**Exercise data:**

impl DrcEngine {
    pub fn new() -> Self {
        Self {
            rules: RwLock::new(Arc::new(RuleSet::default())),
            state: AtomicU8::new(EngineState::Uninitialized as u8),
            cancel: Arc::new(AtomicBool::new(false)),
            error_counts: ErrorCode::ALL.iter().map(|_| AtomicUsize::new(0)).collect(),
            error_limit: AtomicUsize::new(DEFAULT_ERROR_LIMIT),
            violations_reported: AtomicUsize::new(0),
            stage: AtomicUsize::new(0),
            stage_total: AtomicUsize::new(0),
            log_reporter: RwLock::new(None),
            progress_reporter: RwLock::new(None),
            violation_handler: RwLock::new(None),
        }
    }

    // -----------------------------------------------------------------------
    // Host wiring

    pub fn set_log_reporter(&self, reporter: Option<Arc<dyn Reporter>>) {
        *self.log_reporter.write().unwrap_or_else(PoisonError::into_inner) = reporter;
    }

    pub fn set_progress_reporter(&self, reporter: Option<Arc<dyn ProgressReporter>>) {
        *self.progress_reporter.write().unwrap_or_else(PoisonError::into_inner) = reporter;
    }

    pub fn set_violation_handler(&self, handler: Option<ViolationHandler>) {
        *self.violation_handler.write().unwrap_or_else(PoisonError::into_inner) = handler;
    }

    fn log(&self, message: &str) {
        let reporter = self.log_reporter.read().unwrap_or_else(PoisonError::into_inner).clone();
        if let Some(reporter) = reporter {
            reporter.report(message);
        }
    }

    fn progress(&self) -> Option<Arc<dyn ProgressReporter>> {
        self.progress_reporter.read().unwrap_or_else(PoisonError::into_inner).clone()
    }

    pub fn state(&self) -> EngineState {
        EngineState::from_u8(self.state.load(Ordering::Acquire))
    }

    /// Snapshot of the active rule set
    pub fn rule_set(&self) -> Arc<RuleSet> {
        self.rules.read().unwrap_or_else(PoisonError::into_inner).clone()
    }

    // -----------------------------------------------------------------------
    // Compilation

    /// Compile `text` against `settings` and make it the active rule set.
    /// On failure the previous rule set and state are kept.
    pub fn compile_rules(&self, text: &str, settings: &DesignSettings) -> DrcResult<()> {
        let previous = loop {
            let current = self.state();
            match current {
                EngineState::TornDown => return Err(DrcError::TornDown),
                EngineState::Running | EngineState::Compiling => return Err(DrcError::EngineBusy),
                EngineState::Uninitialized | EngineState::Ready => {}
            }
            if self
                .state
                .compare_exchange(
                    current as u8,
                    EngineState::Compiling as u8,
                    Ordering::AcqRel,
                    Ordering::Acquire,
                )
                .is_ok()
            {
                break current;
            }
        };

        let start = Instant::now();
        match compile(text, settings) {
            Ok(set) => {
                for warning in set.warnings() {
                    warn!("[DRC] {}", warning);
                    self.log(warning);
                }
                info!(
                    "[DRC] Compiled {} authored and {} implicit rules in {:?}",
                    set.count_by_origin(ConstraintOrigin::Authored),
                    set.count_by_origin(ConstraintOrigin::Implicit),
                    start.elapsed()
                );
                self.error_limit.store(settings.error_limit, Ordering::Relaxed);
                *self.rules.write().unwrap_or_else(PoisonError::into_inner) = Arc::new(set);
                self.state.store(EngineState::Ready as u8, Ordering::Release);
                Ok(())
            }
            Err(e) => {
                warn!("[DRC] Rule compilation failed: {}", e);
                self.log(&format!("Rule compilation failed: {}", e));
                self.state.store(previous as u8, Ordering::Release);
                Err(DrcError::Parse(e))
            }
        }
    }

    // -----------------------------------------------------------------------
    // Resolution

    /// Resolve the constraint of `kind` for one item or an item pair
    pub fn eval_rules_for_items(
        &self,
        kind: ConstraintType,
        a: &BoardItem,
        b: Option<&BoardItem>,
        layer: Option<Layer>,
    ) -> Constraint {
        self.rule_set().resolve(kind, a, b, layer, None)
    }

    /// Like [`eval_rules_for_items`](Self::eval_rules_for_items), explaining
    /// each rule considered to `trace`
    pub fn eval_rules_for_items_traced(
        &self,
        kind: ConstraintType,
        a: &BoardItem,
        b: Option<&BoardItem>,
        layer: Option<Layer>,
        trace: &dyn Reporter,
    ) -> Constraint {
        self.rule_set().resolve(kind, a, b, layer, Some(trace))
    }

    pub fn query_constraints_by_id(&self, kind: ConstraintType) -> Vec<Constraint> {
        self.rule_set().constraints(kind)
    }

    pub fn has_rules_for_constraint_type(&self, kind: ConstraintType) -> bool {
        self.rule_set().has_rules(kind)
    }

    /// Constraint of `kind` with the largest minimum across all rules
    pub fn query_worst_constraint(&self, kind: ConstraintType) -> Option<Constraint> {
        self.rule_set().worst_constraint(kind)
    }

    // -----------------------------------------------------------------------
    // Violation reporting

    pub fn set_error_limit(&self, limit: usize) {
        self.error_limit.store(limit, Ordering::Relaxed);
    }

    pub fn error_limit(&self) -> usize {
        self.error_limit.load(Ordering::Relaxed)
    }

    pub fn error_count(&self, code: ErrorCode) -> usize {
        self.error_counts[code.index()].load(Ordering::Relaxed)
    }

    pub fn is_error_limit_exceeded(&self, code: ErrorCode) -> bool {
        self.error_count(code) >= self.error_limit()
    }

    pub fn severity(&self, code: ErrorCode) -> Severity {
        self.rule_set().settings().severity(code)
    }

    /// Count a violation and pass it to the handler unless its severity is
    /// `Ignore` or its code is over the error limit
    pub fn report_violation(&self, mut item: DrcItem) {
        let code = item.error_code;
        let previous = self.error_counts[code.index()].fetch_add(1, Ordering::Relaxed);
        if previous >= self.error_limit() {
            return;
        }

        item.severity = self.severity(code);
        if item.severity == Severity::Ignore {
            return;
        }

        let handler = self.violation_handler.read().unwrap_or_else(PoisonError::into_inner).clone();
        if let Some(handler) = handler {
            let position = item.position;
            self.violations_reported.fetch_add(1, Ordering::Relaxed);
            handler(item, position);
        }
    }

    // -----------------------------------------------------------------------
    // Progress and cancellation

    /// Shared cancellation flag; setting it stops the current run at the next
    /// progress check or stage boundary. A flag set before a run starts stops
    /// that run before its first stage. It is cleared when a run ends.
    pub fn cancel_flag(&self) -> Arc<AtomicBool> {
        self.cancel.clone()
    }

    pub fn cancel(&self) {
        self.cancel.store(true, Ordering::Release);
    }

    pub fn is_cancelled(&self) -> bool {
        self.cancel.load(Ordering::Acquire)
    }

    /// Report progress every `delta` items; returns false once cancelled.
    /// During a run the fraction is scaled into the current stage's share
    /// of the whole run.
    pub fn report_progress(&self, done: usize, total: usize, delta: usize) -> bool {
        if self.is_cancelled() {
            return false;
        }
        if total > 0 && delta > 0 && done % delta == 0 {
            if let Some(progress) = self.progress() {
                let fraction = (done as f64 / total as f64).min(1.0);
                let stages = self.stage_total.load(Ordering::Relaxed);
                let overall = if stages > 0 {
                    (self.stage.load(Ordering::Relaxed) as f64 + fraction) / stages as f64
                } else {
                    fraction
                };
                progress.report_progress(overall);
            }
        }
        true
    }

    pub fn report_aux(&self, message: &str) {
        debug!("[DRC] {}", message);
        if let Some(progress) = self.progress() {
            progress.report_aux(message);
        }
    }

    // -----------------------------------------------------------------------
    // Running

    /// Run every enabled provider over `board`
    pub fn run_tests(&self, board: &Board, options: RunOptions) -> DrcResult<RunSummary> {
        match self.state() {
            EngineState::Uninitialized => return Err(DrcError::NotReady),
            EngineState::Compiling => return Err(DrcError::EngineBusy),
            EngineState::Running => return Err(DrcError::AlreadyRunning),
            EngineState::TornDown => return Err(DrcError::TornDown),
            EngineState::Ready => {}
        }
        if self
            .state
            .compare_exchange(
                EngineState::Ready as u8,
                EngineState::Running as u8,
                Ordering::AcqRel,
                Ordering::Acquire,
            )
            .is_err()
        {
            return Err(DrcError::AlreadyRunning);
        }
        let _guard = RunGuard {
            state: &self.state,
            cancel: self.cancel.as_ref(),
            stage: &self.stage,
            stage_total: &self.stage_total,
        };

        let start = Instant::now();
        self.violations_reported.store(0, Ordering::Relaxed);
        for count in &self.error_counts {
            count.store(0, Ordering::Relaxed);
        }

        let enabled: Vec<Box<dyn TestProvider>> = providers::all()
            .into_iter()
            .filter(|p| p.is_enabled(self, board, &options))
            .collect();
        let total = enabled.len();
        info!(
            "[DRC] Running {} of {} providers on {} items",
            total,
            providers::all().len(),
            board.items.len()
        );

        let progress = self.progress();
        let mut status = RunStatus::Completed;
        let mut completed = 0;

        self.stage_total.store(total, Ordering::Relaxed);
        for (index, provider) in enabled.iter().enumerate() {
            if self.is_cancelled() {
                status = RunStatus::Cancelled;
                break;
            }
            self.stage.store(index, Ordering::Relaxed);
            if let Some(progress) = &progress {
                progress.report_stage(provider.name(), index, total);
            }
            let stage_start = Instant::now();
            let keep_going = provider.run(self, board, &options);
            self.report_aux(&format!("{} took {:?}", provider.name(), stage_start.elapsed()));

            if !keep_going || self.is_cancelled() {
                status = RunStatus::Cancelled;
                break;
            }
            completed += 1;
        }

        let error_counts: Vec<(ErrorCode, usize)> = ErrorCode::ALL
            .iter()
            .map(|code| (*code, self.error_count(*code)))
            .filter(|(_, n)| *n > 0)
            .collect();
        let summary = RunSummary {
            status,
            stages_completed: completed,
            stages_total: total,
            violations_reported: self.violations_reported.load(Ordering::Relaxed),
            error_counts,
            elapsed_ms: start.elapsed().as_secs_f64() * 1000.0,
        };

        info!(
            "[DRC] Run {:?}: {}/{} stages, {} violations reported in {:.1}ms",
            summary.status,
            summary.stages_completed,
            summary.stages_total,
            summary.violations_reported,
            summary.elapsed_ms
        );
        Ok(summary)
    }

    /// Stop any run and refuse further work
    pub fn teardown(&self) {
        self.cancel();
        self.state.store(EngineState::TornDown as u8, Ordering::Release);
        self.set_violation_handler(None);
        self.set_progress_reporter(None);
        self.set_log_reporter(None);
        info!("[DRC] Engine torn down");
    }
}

* * *

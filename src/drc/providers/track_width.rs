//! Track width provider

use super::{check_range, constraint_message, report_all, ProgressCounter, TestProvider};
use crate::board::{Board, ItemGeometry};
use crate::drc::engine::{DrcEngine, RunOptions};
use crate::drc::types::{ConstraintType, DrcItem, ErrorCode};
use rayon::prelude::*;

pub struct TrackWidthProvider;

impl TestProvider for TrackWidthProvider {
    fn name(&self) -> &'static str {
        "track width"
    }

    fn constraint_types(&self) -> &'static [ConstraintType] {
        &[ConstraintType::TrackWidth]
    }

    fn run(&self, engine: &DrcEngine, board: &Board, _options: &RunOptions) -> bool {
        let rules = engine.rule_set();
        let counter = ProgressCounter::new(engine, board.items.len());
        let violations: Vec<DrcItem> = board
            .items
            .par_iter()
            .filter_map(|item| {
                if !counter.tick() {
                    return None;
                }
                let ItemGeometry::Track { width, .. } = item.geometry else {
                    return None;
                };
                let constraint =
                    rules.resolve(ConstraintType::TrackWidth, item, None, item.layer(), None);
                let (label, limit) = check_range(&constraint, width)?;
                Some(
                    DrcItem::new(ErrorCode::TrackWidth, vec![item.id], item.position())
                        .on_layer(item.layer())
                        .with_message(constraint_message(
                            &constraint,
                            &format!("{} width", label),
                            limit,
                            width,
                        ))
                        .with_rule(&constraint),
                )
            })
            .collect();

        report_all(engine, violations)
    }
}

**Exercise objective:** In the listing above, find the line with "self.stage.store(index, Ordering::Relaxed);" and the line with "if !keep_going ||", then reproduce both and every line between them exactly.

**Response to this exercise:**
            self.stage.store(index, Ordering::Relaxed);
            if let Some(progress) = &progress {
                progress.report_stage(provider.name(), index, total);
            }
            let stage_start = Instant::now();
            let keep_going = provider.run(self, board, &options);
            self.report_aux(&format!("{} took {:?}", provider.name(), stage_start.elapsed()));

            if !keep_going || self.is_cancelled() {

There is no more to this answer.